How safe is your medicine? To answer that question you might ask your physician when she prescribes a new pill what side effects it causes. But how reliable is the information she depends on to answer your question?
Most doctors assume that the official prescribing information approved by the FDA is reliable. Even though there may be a long list of side effects, this information can be misleading.
Take sex, for example. When antidepressants like Prozac and Paxil were first introduced, sexual side effects like lower libido or difficulty achieving orgasm were not perceived as important or common complaints. The original clinical trials did not highlight such symptoms.

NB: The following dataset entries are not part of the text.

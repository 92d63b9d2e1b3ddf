use proptest::prelude::*;
use ssz_bench_encoding::{
    BitList, Bitfield, Const, Error, List, Preset, Root, Ssz, Vector, container,
};

const PRESET: Preset = Preset::MAINNET;

type Transaction = List<u8, Const<1024>>;
type Transactions = List<Transaction, Const<16>>;

container! {
    pub struct Payload {
        pub parent_hash: Root,
        pub number: u64,
        pub transactions: Transactions,
        pub aggregation_bits: BitList<Const<64>>,
        pub roots: Vector<Root, Const<2>>,
    }
}

fn payload(transactions: Vec<Vec<u8>>, bits: Vec<bool>) -> Payload {
    let mut aggregation_bits = BitList::with_len(bits.len());
    for (index, bit) in bits.into_iter().enumerate() {
        aggregation_bits.set(index, bit).unwrap();
    }

    Payload {
        parent_hash: [1; 32],
        number: 42,
        transactions: transactions.into_iter().map(Transaction::from).collect(),
        aggregation_bits,
        roots: vec![[2; 32], [3; 32]].into(),
    }
}

#[test]
fn nested_lists_survive_encoding() -> anyhow::Result<()> {
    // given
    let payload = payload(vec![vec![1, 2, 3], vec![], vec![4; 100]], vec![true, false, true]);

    // when
    let bytes = payload.encode(&PRESET)?;
    let decoded = Payload::decode(&bytes, &PRESET)?;

    // then
    assert_eq!(decoded, payload);
    assert_eq!(decoded.hash_tree_root(&PRESET)?, payload.hash_tree_root(&PRESET)?);
    Ok(())
}

#[test]
fn reader_decoding_matches_slice_decoding() -> anyhow::Result<()> {
    // given
    let payload = payload(vec![vec![9; 31]], vec![true; 10]);
    let bytes = payload.encode(&PRESET)?;

    // when
    let decoded = Payload::decode_from_reader(&mut bytes.as_slice(), bytes.len(), &PRESET)?;

    // then
    assert_eq!(decoded, payload);
    Ok(())
}

#[test]
fn reader_shorter_than_announced_is_an_io_error() {
    // given
    let bytes = payload(vec![], vec![]).encode(&PRESET).unwrap();

    // when
    let err = Payload::decode_from_reader(&mut bytes.as_slice(), bytes.len() + 1, &PRESET)
        .unwrap_err();

    // then
    assert!(matches!(err, Error::Io(_)));
}

#[test]
fn bitfield_rejects_stray_bits() {
    assert_eq!(
        Bitfield::from_bytes(vec![0b1000_0000], 7).unwrap_err(),
        Error::TrailingBits { len: 7 }
    );
}

proptest::proptest! {
    #![proptest_config(ProptestConfig { cases: 10, .. ProptestConfig::default() })]

    #[test]
    fn decoding_inverts_encoding(
        transactions in proptest::collection::vec(proptest::collection::vec(any::<u8>(), 0..200), 0..16),
        bits in proptest::collection::vec(any::<bool>(), 0..=64),
    ) {
        // given
        let payload = payload(transactions, bits);

        // when
        let bytes = payload.encode(&PRESET).unwrap();
        let mut written = vec![];
        payload.write_to(&PRESET, &mut written).unwrap();

        // then
        proptest::prop_assert_eq!(&written, &bytes);
        proptest::prop_assert_eq!(Payload::decode(&bytes, &PRESET).unwrap(), payload);
    }

    #[test]
    fn truncated_fixed_part_is_rejected(len in 0usize..112) {
        // given
        let bytes = payload(vec![vec![7; 50]], vec![true; 20]).encode(&PRESET).unwrap();

        // when
        let result = Payload::decode(&bytes[..len], &PRESET);

        // then
        proptest::prop_assert!(result.is_err());
    }
}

But patients knew that there was a problem. We heard from people who said that such medications threw a monkey wrench into their love lives. Eventually, physicians figured out that many popular antidepressants interfered with sexual function in up to two-thirds of their patients.
How did this happen? First, nobody thought to ask the question during the early clinical trials. Second, studies aimed at testing new medicines are not very good at uncovering unexpected side effects.
A Perspective in The New England Journal of Medicine (March 11, 2010) questions the common assumption that health professionals are good at detecting and reporting side effects. Ethan Basch, MD, writes: “Yet a substantial body of evidence contradicts this assumption, showing that clinicians systematically downgrade the severity of patients’ symptoms, that patients’ self-reports frequently capture side effects that clinicians miss, and that clinicians’ failure to note these symptoms results in the occurrence of preventable adverse events.”
When the doctor does not mention a side effect of a drug, the patient can suffer: “The VA gave me lisinopril for blood pressure without any warnings. I developed a cough so bad I passed out twice and went to the ER once. I have since have learned the cough is a common side effect, and yet lisinopril is handed out like candy.”
We have heard from scores of patients who have developed a severe cough while taking an ACE inhibitor (benazepril, captopril, enalapril, lisinopril, ramipril). In some cases they have undergone extensive workups including blood tests, x-rays and trials of antibiotics to treat a cough caused by a blood pressure pill.
A patient may become annoyed if a doctor denies that a medication can cause the symptoms he is experiencing: “I took Zocor for high cholesterol and developed neuropathy, joint pain and extreme fatigue. I went to at least four physicians and none of them said it could be the Zocor. The cardiologist who prescribed it said it was a coincidence that I developed these symptoms. He told me to go back on the drug, as these were not side effects of Zocor.”
Zocor (simvastatin), like other statin-type medications, can cause nerve and joint pain, fatigue, muscle aches and weakness. Such symptoms may be more common than most physicians realize (American Journal of Cardiovascular Drugs, Nov. 1, 2008).
Pharmacists, physicians and pharmaceutical companies would all know more about possible side effects if they listened to patients. This would benefit everyone.